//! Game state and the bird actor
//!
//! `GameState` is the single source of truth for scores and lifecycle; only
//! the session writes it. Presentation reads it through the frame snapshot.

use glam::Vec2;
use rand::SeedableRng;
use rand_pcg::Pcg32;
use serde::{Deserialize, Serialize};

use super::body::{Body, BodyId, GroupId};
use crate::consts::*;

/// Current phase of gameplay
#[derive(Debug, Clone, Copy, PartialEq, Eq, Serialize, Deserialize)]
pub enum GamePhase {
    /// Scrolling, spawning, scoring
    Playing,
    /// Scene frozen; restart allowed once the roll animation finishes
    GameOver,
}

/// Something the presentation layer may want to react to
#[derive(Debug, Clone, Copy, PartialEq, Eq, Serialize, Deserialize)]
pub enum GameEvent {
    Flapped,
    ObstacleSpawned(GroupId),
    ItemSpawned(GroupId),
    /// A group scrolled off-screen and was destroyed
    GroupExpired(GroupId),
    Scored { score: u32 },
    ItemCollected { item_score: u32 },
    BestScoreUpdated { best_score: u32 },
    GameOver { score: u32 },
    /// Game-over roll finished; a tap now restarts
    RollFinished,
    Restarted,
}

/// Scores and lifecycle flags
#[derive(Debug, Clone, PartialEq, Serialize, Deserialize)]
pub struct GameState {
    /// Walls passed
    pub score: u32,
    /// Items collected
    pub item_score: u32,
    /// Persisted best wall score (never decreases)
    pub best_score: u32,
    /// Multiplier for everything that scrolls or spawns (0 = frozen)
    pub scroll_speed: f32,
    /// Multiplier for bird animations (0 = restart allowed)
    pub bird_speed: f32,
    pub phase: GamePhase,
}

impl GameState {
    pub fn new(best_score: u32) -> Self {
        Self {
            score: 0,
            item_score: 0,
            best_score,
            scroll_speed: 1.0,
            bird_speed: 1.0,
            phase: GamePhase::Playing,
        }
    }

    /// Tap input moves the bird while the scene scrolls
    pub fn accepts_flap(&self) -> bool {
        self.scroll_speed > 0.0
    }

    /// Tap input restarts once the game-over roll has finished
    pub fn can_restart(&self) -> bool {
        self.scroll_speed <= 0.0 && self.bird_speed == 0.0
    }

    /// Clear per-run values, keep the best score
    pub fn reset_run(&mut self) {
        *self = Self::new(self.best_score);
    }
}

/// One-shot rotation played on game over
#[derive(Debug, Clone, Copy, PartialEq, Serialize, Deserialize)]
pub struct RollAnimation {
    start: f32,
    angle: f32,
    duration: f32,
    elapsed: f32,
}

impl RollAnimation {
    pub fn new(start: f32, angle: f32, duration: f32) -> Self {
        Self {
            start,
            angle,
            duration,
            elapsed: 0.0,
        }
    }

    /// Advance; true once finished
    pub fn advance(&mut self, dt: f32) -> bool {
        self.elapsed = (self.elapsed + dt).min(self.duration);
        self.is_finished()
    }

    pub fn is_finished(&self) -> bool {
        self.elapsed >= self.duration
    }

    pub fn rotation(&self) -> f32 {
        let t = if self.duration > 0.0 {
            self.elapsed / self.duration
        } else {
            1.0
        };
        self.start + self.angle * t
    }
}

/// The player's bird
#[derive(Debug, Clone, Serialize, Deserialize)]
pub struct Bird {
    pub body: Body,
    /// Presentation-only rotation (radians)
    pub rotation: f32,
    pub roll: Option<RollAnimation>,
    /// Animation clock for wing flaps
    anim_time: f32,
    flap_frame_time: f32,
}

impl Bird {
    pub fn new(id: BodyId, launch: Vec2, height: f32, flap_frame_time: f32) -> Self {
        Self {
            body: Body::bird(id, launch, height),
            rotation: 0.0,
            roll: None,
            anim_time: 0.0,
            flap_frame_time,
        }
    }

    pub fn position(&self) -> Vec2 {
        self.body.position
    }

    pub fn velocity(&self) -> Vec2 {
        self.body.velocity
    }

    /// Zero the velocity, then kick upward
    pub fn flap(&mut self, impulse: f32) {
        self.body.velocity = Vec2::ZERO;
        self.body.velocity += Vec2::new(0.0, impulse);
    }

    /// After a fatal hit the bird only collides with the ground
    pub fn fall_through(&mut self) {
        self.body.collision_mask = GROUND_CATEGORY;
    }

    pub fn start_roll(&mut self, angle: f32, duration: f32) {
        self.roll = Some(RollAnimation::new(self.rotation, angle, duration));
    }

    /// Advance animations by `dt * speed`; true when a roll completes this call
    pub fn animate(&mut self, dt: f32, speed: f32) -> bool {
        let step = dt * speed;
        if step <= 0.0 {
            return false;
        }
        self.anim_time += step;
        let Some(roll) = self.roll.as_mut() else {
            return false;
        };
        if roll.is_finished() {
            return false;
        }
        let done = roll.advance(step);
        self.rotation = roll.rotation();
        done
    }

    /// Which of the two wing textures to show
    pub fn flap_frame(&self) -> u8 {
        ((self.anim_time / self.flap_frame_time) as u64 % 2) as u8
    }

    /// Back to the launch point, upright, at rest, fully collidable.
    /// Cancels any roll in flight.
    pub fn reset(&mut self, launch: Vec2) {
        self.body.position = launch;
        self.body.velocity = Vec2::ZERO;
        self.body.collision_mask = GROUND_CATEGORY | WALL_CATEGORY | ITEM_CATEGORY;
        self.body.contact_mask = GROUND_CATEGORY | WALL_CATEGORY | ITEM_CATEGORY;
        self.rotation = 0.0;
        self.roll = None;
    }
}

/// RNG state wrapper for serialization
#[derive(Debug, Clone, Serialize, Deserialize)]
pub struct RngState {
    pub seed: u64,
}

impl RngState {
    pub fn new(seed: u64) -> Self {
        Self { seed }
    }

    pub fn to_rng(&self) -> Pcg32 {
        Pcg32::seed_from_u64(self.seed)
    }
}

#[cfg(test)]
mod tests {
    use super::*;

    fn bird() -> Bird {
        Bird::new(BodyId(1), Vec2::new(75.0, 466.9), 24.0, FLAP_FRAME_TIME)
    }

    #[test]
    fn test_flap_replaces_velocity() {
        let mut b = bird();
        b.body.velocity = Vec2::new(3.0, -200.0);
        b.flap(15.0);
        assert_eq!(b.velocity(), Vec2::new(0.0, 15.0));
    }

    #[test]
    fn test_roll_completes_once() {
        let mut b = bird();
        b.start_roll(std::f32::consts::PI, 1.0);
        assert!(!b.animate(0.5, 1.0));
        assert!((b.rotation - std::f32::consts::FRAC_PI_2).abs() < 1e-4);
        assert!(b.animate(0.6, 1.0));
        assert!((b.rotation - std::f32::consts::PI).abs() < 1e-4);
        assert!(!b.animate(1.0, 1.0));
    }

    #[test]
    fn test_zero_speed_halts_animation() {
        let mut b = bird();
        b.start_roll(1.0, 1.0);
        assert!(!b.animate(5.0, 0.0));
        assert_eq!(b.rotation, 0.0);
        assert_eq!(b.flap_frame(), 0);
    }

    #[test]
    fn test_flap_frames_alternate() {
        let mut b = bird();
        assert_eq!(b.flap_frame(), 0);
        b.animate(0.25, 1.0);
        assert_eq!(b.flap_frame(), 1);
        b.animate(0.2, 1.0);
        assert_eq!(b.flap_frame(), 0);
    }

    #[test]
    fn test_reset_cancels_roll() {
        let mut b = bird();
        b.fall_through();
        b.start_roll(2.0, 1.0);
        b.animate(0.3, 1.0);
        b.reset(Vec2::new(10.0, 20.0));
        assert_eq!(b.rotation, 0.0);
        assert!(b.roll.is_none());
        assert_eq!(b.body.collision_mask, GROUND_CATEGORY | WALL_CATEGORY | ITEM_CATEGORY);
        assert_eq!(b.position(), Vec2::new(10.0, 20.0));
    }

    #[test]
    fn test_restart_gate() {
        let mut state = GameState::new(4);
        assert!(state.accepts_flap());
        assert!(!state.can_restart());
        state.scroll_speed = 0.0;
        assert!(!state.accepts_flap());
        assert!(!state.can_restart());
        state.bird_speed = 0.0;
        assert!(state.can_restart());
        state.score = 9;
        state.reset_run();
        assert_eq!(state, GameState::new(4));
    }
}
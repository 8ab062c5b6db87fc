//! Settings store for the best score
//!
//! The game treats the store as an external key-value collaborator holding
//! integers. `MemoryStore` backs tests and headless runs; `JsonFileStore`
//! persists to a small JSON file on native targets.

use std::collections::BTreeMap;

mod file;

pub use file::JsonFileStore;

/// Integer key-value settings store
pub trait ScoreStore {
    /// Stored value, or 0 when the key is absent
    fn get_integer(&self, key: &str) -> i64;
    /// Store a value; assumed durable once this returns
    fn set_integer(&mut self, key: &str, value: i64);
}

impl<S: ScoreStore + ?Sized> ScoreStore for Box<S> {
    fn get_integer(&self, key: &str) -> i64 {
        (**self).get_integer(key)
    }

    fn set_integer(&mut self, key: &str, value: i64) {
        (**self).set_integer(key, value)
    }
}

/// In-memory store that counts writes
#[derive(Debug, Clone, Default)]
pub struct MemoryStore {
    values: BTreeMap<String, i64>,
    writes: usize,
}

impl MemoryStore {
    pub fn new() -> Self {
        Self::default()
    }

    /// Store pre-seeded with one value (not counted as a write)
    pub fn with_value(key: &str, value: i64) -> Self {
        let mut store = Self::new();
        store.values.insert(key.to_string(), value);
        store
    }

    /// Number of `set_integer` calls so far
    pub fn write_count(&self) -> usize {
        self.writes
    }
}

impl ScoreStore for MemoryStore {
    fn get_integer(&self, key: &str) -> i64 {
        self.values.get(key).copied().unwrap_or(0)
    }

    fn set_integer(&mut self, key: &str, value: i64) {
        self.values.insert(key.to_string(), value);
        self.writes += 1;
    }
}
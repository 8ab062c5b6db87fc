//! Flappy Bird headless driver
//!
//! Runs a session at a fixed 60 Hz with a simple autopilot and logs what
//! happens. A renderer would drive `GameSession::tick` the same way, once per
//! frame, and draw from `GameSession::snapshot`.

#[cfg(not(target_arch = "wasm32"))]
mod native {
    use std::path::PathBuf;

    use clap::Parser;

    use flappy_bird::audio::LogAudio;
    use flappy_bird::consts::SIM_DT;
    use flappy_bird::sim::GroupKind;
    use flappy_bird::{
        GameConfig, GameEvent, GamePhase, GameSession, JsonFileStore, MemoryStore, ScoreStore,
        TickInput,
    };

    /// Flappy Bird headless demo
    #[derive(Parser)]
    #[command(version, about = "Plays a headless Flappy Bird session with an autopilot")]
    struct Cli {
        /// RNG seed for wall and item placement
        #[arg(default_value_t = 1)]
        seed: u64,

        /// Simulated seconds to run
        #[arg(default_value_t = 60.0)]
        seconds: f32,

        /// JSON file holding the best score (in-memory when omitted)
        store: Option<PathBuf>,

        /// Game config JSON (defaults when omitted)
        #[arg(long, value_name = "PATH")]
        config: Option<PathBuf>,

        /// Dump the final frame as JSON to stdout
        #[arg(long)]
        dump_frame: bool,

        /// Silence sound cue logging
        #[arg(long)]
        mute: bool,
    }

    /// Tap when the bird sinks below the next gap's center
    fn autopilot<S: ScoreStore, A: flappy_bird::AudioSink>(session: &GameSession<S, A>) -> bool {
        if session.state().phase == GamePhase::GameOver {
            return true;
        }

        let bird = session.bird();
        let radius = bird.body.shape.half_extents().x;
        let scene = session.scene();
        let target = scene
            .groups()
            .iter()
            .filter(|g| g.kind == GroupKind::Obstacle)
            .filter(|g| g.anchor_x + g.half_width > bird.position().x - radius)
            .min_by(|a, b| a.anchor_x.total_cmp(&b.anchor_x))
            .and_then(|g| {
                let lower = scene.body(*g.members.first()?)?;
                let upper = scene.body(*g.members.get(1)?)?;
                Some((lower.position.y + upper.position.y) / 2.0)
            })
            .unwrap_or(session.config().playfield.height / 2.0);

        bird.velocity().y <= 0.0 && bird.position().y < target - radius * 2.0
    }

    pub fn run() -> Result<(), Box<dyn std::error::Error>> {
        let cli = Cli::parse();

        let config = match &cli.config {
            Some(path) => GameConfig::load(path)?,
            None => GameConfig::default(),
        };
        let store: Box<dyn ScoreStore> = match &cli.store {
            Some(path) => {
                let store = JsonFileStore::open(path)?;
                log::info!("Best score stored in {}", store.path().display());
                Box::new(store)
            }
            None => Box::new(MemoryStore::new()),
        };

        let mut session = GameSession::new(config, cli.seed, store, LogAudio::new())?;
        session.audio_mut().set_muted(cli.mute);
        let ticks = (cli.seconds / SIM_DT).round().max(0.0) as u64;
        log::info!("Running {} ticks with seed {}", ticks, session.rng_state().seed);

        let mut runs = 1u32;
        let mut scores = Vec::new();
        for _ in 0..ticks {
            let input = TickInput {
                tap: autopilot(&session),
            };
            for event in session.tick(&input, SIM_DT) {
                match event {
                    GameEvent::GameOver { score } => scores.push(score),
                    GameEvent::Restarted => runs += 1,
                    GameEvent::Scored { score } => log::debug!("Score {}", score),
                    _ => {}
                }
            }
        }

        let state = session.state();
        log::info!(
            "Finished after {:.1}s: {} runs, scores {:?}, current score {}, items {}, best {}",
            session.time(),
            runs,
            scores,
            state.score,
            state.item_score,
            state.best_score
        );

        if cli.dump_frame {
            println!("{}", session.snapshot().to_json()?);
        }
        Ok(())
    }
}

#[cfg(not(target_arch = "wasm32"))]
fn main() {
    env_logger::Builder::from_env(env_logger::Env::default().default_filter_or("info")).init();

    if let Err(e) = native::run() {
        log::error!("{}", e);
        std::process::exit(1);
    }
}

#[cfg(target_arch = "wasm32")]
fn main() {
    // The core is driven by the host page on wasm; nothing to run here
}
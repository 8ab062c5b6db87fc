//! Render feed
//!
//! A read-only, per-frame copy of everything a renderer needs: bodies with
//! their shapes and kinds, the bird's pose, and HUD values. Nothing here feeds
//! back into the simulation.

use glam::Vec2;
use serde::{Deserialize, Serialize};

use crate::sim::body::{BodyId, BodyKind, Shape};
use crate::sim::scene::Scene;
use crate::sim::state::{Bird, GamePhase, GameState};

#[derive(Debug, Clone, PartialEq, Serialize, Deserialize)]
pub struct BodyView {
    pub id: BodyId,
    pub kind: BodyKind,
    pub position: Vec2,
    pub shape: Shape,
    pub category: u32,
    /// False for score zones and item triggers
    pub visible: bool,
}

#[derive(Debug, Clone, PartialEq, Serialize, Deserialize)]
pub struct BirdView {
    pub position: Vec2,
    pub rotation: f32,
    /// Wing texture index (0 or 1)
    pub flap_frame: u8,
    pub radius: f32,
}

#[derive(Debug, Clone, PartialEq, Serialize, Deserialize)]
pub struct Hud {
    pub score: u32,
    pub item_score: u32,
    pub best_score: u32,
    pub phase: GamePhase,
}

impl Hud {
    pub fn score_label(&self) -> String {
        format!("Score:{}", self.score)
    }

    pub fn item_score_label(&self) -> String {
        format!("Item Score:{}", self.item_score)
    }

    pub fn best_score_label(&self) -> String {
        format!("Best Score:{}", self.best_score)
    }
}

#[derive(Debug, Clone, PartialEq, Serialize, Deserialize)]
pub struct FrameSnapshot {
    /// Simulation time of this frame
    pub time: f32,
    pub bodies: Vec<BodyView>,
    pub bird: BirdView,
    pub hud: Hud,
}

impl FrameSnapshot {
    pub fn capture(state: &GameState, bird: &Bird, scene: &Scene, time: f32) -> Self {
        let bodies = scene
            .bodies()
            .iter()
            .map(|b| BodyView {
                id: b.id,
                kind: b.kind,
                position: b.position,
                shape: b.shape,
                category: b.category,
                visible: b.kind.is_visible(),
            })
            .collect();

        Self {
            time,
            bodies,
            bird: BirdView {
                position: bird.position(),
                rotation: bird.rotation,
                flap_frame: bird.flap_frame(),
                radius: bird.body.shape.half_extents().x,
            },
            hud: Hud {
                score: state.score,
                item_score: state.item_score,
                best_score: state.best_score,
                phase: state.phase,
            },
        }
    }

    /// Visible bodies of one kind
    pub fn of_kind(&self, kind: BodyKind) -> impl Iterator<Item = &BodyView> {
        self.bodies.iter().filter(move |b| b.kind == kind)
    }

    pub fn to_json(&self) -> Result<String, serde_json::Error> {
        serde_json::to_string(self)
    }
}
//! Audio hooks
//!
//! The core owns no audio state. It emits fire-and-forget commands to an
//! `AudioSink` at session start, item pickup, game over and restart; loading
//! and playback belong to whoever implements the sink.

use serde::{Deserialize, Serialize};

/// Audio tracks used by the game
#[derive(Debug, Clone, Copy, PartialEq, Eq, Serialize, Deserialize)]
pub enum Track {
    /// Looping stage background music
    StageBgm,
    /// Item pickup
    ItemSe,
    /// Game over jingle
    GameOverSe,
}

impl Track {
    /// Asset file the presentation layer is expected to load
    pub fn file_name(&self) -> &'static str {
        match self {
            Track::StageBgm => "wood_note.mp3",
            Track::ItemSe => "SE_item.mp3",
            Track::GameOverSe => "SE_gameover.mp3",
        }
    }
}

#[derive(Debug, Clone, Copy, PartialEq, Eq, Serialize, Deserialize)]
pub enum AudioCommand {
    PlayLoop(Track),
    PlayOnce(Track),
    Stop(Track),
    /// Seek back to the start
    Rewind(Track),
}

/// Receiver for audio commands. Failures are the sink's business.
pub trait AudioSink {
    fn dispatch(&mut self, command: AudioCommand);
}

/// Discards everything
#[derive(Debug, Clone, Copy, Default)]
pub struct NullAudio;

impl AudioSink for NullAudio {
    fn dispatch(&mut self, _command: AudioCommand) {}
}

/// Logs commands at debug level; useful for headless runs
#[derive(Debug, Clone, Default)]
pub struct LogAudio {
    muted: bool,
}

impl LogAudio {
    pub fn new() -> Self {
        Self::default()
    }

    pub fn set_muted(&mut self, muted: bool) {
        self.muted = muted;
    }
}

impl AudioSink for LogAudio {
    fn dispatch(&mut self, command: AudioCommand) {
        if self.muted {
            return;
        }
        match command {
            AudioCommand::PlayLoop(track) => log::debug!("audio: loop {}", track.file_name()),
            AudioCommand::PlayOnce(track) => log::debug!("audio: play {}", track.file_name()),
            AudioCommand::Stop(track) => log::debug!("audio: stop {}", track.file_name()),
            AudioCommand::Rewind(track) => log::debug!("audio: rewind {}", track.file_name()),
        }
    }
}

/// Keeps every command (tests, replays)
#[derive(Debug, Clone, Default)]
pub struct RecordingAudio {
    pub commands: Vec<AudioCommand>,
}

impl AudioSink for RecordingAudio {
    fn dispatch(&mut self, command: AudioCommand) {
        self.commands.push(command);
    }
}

====

--- WHAT THE TASK ASKS ---
Search the entries for the string "allowed" and return each line where it turns up.

--- TASK OUTPUT ---
    /// Scene frozen; restart allowed once the roll animation finishes
    /// Multiplier for bird animations (0 = restart allowed)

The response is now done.